### WHAT YOU WILL DO
Reproduce the records exactly, beginning with their first line and ending with the line that contains "B minor units)", and output nothing more.

### RECORDS SUPPLIED
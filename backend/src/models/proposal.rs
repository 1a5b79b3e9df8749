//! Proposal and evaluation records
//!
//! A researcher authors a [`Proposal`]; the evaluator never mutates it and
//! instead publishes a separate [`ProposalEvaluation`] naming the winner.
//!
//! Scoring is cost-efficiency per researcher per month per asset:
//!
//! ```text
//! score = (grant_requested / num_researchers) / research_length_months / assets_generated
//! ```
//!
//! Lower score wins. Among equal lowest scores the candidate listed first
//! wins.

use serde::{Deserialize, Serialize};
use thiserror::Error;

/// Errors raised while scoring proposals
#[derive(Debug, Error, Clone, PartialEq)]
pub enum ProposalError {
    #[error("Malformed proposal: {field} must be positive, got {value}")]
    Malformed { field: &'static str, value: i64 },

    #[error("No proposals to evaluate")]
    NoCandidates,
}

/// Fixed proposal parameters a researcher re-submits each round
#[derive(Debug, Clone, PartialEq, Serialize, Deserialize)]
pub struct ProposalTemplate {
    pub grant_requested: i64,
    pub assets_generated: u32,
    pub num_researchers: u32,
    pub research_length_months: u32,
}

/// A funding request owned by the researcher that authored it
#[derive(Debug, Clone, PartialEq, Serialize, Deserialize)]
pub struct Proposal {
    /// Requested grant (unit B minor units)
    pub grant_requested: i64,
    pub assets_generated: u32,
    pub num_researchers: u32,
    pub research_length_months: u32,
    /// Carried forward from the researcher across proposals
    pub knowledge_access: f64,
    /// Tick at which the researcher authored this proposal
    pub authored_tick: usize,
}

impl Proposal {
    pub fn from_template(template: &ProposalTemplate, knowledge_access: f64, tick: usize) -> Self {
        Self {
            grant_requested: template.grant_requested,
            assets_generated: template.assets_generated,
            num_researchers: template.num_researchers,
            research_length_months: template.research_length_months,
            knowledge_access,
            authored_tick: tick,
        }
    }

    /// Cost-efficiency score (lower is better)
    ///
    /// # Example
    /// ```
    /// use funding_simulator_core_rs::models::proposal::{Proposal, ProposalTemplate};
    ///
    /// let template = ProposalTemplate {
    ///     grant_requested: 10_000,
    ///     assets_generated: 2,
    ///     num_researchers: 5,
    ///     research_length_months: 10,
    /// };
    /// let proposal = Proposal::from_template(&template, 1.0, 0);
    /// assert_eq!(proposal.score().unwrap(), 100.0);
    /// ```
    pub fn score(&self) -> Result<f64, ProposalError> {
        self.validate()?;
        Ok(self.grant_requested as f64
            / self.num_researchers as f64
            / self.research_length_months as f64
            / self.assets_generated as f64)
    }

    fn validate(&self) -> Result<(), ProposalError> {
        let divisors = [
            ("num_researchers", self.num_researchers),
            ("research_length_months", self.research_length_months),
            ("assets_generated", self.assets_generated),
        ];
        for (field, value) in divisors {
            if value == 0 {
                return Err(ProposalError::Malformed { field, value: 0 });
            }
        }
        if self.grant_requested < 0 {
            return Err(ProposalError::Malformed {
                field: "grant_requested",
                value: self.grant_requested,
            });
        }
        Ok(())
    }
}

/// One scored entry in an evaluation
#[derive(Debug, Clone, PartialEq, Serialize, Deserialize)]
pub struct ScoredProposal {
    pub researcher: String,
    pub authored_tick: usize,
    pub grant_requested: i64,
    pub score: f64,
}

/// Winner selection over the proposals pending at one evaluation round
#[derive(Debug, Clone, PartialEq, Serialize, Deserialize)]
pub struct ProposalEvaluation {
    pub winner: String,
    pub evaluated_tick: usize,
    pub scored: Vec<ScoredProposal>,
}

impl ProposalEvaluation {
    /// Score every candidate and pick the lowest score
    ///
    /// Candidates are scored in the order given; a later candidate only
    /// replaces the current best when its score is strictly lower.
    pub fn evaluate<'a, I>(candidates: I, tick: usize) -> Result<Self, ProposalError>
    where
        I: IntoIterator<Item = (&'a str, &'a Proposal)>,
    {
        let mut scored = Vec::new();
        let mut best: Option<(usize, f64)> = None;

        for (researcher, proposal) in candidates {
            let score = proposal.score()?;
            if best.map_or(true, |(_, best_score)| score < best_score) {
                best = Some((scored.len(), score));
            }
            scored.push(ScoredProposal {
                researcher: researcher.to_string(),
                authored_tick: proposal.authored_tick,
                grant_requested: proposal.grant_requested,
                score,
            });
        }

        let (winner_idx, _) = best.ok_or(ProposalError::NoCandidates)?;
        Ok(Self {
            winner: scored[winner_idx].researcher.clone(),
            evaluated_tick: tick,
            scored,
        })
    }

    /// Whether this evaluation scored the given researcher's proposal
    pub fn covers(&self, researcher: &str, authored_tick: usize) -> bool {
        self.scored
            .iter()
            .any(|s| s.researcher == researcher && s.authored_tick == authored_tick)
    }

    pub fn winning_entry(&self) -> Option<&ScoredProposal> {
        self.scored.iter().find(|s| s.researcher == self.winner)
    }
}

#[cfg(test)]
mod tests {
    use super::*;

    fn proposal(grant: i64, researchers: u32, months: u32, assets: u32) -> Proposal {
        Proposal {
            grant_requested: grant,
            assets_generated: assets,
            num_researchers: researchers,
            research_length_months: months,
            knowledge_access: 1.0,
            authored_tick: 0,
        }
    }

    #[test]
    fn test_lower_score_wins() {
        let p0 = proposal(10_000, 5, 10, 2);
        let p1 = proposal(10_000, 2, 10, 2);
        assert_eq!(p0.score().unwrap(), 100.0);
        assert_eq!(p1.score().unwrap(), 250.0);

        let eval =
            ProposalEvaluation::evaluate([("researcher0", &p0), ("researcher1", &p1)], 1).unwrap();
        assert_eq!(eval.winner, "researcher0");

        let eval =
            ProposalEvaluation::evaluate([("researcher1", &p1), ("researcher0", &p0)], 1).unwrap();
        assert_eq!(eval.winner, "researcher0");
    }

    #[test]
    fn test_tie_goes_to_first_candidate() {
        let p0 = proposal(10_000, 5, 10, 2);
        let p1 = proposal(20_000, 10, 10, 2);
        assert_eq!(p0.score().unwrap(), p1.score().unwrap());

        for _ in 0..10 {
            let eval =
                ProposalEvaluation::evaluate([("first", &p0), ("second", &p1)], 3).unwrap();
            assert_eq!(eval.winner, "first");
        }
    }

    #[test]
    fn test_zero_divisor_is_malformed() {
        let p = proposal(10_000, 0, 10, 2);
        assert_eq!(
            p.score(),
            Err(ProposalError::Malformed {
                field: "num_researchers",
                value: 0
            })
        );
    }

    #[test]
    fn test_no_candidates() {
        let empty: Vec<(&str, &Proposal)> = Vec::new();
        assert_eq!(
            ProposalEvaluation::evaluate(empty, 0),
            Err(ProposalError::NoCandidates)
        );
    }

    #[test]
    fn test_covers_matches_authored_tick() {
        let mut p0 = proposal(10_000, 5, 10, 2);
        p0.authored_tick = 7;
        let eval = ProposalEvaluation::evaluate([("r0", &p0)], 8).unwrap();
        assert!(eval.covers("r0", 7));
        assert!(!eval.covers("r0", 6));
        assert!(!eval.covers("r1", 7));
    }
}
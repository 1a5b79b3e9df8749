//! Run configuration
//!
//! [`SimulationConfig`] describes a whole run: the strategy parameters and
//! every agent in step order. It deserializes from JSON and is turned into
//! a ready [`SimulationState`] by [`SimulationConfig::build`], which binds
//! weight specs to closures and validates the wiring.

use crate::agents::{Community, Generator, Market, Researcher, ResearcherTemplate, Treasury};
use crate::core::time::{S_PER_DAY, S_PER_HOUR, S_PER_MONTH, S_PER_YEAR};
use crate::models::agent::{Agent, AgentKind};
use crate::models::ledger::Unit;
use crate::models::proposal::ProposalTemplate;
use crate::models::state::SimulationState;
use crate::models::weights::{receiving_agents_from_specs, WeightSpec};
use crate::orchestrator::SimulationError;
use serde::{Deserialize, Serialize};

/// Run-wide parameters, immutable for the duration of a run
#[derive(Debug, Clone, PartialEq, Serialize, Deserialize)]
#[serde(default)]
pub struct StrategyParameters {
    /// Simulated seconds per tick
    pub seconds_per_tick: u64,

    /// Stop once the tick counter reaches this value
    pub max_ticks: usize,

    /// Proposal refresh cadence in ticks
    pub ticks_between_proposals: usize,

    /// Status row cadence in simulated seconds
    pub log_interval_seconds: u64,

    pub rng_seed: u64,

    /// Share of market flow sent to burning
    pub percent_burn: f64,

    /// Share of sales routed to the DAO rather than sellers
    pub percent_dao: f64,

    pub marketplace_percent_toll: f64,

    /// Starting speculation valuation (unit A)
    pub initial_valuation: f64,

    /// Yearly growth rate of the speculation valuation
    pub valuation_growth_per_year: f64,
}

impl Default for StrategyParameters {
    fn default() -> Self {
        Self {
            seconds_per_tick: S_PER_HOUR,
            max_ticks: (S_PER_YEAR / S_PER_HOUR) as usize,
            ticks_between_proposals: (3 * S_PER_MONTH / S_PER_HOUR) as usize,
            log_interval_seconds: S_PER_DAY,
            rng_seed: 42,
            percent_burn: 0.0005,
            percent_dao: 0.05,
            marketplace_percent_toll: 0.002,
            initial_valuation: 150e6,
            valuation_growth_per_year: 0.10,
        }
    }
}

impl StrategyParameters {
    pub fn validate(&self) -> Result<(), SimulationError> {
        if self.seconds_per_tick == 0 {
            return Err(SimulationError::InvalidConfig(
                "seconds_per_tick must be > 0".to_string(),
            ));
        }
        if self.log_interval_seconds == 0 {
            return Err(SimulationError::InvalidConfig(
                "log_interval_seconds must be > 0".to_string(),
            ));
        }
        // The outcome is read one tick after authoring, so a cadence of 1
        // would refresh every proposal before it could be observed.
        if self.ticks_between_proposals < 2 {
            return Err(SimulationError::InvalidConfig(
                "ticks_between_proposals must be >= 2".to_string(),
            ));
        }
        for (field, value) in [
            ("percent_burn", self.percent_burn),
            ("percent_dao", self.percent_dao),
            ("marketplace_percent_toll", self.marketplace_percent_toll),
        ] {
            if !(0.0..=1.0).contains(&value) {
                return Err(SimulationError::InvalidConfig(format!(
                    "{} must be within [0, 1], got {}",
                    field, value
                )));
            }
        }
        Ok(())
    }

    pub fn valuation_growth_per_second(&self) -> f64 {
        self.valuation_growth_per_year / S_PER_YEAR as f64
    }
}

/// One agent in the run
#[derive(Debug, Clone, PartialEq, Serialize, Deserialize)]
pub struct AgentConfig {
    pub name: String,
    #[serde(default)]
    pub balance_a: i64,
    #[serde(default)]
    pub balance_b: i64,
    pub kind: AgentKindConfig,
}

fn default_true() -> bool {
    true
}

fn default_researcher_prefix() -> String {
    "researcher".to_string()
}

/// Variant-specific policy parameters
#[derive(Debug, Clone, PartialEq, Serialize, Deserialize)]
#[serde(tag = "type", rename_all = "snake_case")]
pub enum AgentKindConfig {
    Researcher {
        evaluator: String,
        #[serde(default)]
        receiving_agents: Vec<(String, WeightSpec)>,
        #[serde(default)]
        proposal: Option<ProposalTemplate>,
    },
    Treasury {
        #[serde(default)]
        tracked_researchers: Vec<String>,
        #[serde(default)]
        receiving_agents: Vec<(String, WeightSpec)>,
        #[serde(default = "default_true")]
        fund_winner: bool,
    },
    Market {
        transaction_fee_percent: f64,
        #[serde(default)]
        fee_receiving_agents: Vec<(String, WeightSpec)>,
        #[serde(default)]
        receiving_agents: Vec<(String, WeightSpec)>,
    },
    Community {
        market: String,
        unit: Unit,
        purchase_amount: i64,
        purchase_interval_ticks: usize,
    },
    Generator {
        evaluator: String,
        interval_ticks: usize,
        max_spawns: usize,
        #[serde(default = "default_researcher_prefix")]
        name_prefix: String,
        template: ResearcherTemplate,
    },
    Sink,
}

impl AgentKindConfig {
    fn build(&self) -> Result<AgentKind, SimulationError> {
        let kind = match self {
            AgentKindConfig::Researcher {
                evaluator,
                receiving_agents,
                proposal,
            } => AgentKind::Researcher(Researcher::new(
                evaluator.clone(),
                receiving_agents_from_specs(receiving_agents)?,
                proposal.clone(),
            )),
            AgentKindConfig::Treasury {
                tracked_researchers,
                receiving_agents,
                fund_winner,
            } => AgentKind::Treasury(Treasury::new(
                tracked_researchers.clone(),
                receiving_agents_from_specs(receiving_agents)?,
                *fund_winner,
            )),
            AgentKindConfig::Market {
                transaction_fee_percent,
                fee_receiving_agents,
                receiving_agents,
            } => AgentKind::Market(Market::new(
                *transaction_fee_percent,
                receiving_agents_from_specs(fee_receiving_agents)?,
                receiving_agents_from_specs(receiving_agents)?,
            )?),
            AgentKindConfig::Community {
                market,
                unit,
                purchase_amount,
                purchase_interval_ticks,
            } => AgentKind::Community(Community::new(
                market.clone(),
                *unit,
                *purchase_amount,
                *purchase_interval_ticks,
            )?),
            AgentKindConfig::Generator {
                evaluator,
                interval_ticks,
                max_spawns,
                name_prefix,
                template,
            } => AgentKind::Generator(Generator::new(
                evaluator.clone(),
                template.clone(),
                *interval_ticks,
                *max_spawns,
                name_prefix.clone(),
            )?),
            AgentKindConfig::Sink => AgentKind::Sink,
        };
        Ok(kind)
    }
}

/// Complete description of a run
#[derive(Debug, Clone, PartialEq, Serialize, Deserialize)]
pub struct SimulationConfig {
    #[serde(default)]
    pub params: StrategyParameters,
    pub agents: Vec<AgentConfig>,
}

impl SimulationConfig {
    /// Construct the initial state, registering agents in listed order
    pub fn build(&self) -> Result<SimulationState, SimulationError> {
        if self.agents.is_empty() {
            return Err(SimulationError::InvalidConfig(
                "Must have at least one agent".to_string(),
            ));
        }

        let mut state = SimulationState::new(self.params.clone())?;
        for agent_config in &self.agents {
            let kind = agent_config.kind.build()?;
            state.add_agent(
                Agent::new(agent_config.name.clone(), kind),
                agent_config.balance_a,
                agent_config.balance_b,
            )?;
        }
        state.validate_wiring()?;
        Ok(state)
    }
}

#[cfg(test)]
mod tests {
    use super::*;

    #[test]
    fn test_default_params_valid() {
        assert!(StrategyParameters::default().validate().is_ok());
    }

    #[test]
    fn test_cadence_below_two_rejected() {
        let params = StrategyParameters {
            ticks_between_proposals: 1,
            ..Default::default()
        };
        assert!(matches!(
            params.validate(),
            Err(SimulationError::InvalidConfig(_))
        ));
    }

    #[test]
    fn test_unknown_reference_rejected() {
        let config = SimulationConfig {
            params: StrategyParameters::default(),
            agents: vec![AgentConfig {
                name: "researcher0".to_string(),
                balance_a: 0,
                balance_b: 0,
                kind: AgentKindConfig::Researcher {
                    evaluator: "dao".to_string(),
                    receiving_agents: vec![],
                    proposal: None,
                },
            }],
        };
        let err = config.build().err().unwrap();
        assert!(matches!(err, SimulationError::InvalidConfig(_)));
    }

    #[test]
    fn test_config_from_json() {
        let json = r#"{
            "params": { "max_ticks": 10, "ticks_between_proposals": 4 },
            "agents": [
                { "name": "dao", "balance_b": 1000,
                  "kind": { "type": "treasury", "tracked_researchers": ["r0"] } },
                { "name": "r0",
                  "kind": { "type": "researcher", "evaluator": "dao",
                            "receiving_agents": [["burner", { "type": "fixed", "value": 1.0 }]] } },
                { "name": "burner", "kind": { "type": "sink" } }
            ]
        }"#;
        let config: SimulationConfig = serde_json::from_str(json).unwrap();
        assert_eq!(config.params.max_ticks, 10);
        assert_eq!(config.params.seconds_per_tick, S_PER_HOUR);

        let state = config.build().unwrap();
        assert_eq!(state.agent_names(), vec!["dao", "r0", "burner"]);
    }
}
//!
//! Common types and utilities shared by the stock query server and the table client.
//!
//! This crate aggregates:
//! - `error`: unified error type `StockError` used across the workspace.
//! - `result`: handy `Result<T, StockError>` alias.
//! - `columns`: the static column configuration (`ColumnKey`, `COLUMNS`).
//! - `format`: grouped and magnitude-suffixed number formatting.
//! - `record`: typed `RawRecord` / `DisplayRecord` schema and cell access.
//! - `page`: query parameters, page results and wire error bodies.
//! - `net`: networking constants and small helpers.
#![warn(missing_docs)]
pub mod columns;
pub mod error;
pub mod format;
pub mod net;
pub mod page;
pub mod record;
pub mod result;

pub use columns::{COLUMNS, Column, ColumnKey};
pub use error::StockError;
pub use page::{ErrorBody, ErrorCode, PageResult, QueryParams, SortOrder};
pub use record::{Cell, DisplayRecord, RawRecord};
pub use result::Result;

### RESULT OF THIS EXERCISE
filename backend/src/models/proposal.rs
repository 1a5b79b3e9df8749
//! Proposal and evaluation records
//!
//! A researcher authors a [`Proposal`]; the evaluator never mutates it and
//! instead publishes a separate [`ProposalEvaluation`] naming the winner.
//!
//! Scoring is cost-efficiency per researcher per month per asset:
//!
//! ```text
//! score = (grant_requested / num_researchers) / research_length_months / assets_generated
//! ```
//!
//! Lower score wins. Among equal lowest scores the candidate listed first
//! wins.

use serde::{Deserialize, Serialize};
use thiserror::Error;

/// Errors raised while scoring proposals
#[derive(Debug, Error, Clone, PartialEq)]
pub enum ProposalError {
    #[error("Malformed proposal: {field} must be positive, got {value}")]
    Malformed { field: &'static str, value: i64 },

    #[error("No proposals to evaluate")]
    NoCandidates,
}

/// Fixed proposal parameters a researcher re-submits each round
#[derive(Debug, Clone, PartialEq, Serialize, Deserialize)]
pub struct ProposalTemplate {
    pub grant_requested: i64,
    pub assets_generated: u32,
    pub num_researchers: u32,
    pub research_length_months: u32,
}

/// A funding request owned by the researcher that authored it
#[derive(Debug, Clone, PartialEq, Serialize, Deserialize)]
pub struct Proposal {
    /// Requested grant (unit B minor units)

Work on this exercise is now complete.